Cities generally have higher temperatures compared to their background climate. Depending on scale, this urban warming can have public health consequences, prompting the need for urban-scale heat mitigation and adaptation. Cities are also highly heterogeneous, leading to spatial variability in heat hazard, with warmer areas often coinciding with where disadvantaged populations live, particularly in the U.S. In this talk, I will give an overview of urban warming across scales — from city to regional to global — using multiple lines of evidence, including satellite observations, in situ measurements, and numerical modeling. I will also discuss distributional inequality in heat hazard within cities and how it relates to overall urban heat risk. All these results will be framed around a major inconsistency in estimates of the urban warming signal across scales i.e. the variability of surface temperature versus air temperature versus moist heat stress within urban areas and their urban-rural differences (or heat islands) across cities. The talk will summarize the lessons learned from multiple past and ongoing studies to guide future urban climate research priorities and provide some recommendations on how to get more actionable quantitative estimates of physiologically relevant urban heat to inform policy.
SPEAKER BIO
Dr. Tirthankar Chakraborty (goes by TC) is an Earth Scientist at the Pacific Northwest National Laboratory (PNNL) with expertise in atmosphere-biosphere interactions. Before joining PNNL, TC finished his PhD from Yale University, where he developed a surface-energy budget perspective on aerosol-climate interactions.
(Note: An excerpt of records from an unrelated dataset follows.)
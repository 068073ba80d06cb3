//! Per-axis interpolation tasks.
//!
//! Every shared element runs one task per axis. A task waits for targets
//! published by the lookahead pass, seeds the registry on the first one and
//! interpolates toward every later one. A target arriving mid-flight
//! redirects the running interpolation, which restarts from the current
//! value.

use std::sync::Arc;
use std::time::Duration;

use tokio::sync::watch;
use tokio::time::{self, Instant, Interval, MissedTickBehavior};

use horizon_lookahead_core::logging::{span_names, targets};
use tracing::Instrument;

use crate::animation::Tween;
use crate::config::Timing;

use super::registry::{AxisValue, Begin, ChildId, SharedRegistry};
use super::signals::TransitionSignals;

/// How one interpolation ended.
#[derive(Debug, Clone, Copy, PartialEq, Eq)]
enum Outcome {
    /// Reached its target.
    Idle,
    /// The element is gone.
    Detached,
}

/// Wait for the next published target. Returns `None` once the publisher is
/// dropped.
async fn next_target<T: AxisValue>(receiver: &mut watch::Receiver<Option<T>>) -> Option<T> {
    loop {
        receiver.changed().await.ok()?;
        if let Some(target) = *receiver.borrow_and_update() {
            return Some(target);
        }
    }
}

/// Ticks once per frame, starting one frame after `start`.
fn frame_ticker(start: Instant, frame_interval: Duration) -> Interval {
    let mut ticker = time::interval_at(start + frame_interval, frame_interval);
    ticker.set_missed_tick_behavior(MissedTickBehavior::Skip);
    ticker
}

/// Spawn the task driving one axis of `id`.
pub(crate) fn spawn_axis<T: AxisValue>(
    handle: &tokio::runtime::Handle,
    id: ChildId,
    registry: SharedRegistry,
    receiver: watch::Receiver<Option<T>>,
    timing: Timing,
    signals: Arc<TransitionSignals>,
) -> tokio::task::JoinHandle<()> {
    let span = tracing::trace_span!(target: targets::TRANSITION, span_names::INTERPOLATION, ?id, axis = %T::AXIS);
    handle.spawn(run_axis(id, registry, receiver, timing, signals).instrument(span))
}

/// Drive one axis of `id` until the element is detached.
pub(crate) async fn run_axis<T: AxisValue>(
    id: ChildId,
    registry: SharedRegistry,
    mut receiver: watch::Receiver<Option<T>>,
    timing: Timing,
    signals: Arc<TransitionSignals>,
) {
    let mut pending = next_target(&mut receiver).await;
    while let Some(target) = pending {
        let begin = registry.lock().begin(id, target);
        pending = match begin {
            Begin::Detached => None,
            Begin::Seeded => next_target(&mut receiver).await,
            Begin::Started { from, other_running } => {
                tracing::debug!(target: targets::TRANSITION, ?id, axis = %T::AXIS, ?from, to = ?target, "interpolation started");
                if !other_running {
                    signals.animate_started.emit(());
                }
                let tween = Tween::new(from, target, timing.duration, timing.easing);
                match interpolate(id, &registry, &mut receiver, timing, &signals, tween).await {
                    Outcome::Idle => next_target(&mut receiver).await,
                    Outcome::Detached => None,
                }
            }
        };
    }
    tracing::trace!(target: targets::TRANSITION, ?id, axis = %T::AXIS, "axis task stopped");
}

async fn interpolate<T: AxisValue>(
    id: ChildId,
    registry: &SharedRegistry,
    receiver: &mut watch::Receiver<Option<T>>,
    timing: Timing,
    signals: &TransitionSignals,
    mut tween: Tween<T>,
) -> Outcome {
    let mut started = Instant::now();
    let mut ticker = frame_ticker(started, timing.frame_interval);

    loop {
        tokio::select! {
            biased;

            changed = receiver.changed() => {
                if changed.is_err() {
                    return Outcome::Detached;
                }
                let Some(next) = *receiver.borrow_and_update() else {
                    continue;
                };
                let retargeted = registry.lock().retarget(id, next);
                let Some((from, other_running)) = retargeted else {
                    return Outcome::Detached;
                };
                tracing::debug!(target: targets::TRANSITION, ?id, axis = %T::AXIS, ?from, to = ?next, "interpolation retargeted");
                if !other_running {
                    signals.animate_cancelled.emit(());
                    signals.animate_started.emit(());
                }
                tween = Tween::new(from, next, timing.duration, timing.easing);
                started = Instant::now();
                ticker = frame_ticker(started, timing.frame_interval);
            }

            _ = ticker.tick() => {
                let (value, done) = tween.sample(started.elapsed());
                if done {
                    let settled = registry.lock().settle::<T>(id);
                    let Some(other_running) = settled else {
                        return Outcome::Detached;
                    };
                    tracing::debug!(target: targets::TRANSITION, ?id, axis = %T::AXIS, ?value, "interpolation finished");
                    if !other_running {
                        signals.animate_finished.emit(());
                    }
                    return Outcome::Idle;
                }
                if !registry.lock().advance(id, value) {
                    return Outcome::Detached;
                }
            }
        }
    }
}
He has also worked extensively on impacts of urbanization on weather and climate by leveraging satellite measurements, crowdsourced weather station data, and modeling frameworks. TC is interested in the role of big data, machine learning, and urban informatics to better understand cities and their complexities. His past contributions include developing the most comprehensive global urban heat island dataset, conducting some of the first large-scale studies on urban heat disparities, examining the impact of urban humidity feedback on heat stress across scales, and isolating urban warming signals from regional to continental scales. He is currently working on improving urban representation in land models and examining extreme events over coastal cities. He often uses the Google Earth Engine (GEE) cloud computing platform for geospatial analyses and was one of 26 inaugural GEE Google Developer Experts in the world. TC’s work has been featured in high impact scientific publications like Nature Geoscience, Nature Communications, Science Advances, One Earth, Lancet Planetary Health, etc. as well as in popular media outlets like the New York Times and the Washington Post. He received the U.S. Department of Energy Early Career grant last year to improve urban representation in Earth system models through planetary-scale data-model integration. TC is also the PNNL institutional PI for a NASA Interdisciplinary Research in Earth Science project to combine machine learning and remote sensing to examine disparities in heat hazards within U.S. cities and a recently funded DOE Climate Resilience Center focused on optimizing climate adaptation during the energy transition for the city of Lowell in Massachusetts.